Saved data entries
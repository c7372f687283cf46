//! Shared test utilities for the miso test suite.
//!
//! Provides fixture setup, small project builders, and lookup helpers that
//! panic with a useful message when something is missing.
//!
//! # Usage
//!
//! ```rust
//! use crate::test_helpers::*;
//!
//! let tmp = setup_fixtures();
//! let collections = load_content(tmp.path(), &fixture_config(tmp.path())).unwrap();
//!
//! let posts = find_collection(&collections, "posts");
//! let hello = find_document(posts, "hello-world");
//! assert_eq!(hello.title(), "Hello, world");
//! ```

use std::fs;
use std::path::Path;
use tempfile::TempDir;

use crate::collection::{Collection, Collections};
use crate::config::{self, SiteConfig};
use crate::document::Document;
use crate::types::Metadata;
use chrono::{DateTime, FixedOffset};

// =========================================================================
// Fixture setup
// =========================================================================

/// Copy `fixtures/site/` to a temp directory and return it.
///
/// Tests get an isolated copy they can mutate without affecting other tests
/// or the source fixtures.
pub fn setup_fixtures() -> TempDir {
    let tmp = TempDir::new().unwrap();
    let fixtures = Path::new(env!("CARGO_MANIFEST_DIR")).join("fixtures/site");
    crate::files::copy_dir_recursive(&fixtures, tmp.path()).unwrap();
    tmp
}

/// Configuration of a fixture copy, loaded the way the CLI loads it.
pub fn fixture_config(root: &Path) -> SiteConfig {
    config::load_config(root, None).unwrap()
}

/// An empty project: just a `content/` directory.
pub fn project() -> TempDir {
    let tmp = TempDir::new().unwrap();
    fs::create_dir_all(tmp.path().join("content")).unwrap();
    tmp
}

/// Write `content` to `root/relative`, creating parent directories.
pub fn write(root: &Path, relative: &str, content: &str) {
    let path = root.join(relative);
    fs::create_dir_all(path.parent().unwrap()).unwrap();
    fs::write(path, content).unwrap();
}

/// Stock defaults with a YAML overlay, validated.
pub fn config_from_yaml(yaml: &str) -> SiteConfig {
    let overlay = serde_yaml::from_str(yaml).unwrap();
    config::resolve_config(config::stock_defaults_value(), Some(overlay)).unwrap()
}

/// Stock defaults with a YAML overlay, *not* validated.
pub fn config_from_value_unchecked(yaml: &str) -> SiteConfig {
    let overlay = serde_yaml::from_str(yaml).unwrap();
    SiteConfig::from_value(config::merge_yaml(config::stock_defaults_value(), overlay))
}

/// A bare document with empty metadata and body.
pub fn document(collection: &str, slug: &str, date: Option<DateTime<FixedOffset>>) -> Document {
    Document::new(
        format!("/content/{collection}/{slug}.md").into(),
        slug.to_string(),
        collection.to_string(),
        Metadata::new(),
        String::new(),
        String::new(),
        date,
    )
}

// =========================================================================
// Lookups: panics with a clear message on miss
// =========================================================================

/// Find a collection by name. Panics if not found.
pub fn find_collection<'a>(collections: &'a Collections, name: &str) -> &'a Collection {
    collections.get(name).unwrap_or_else(|| {
        panic!(
            "collection '{name}' not found. Available: {:?}",
            collections.names()
        )
    })
}

/// Find a document by slug within a collection. Panics if not found.
pub fn find_document<'a>(collection: &'a Collection, slug: &str) -> &'a Document {
    collection
        .documents()
        .iter()
        .find(|d| d.slug() == slug)
        .unwrap_or_else(|| {
            panic!(
                "document '{slug}' not found in collection '{}'. Available: {:?}",
                collection.name(),
                document_slugs(collection)
            )
        })
}

// =========================================================================
// Bulk extractors
// =========================================================================

/// All document slugs in collection order.
pub fn document_slugs(collection: &Collection) -> Vec<&str> {
    collection.documents().iter().map(Document::slug).collect()
}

Prompt:
Lines that include the word "directory" are to be extracted from the data above.

Task answer:
/// Copy `fixtures/site/` to a temp directory and return it.
/// An empty project: just a `content/` directory.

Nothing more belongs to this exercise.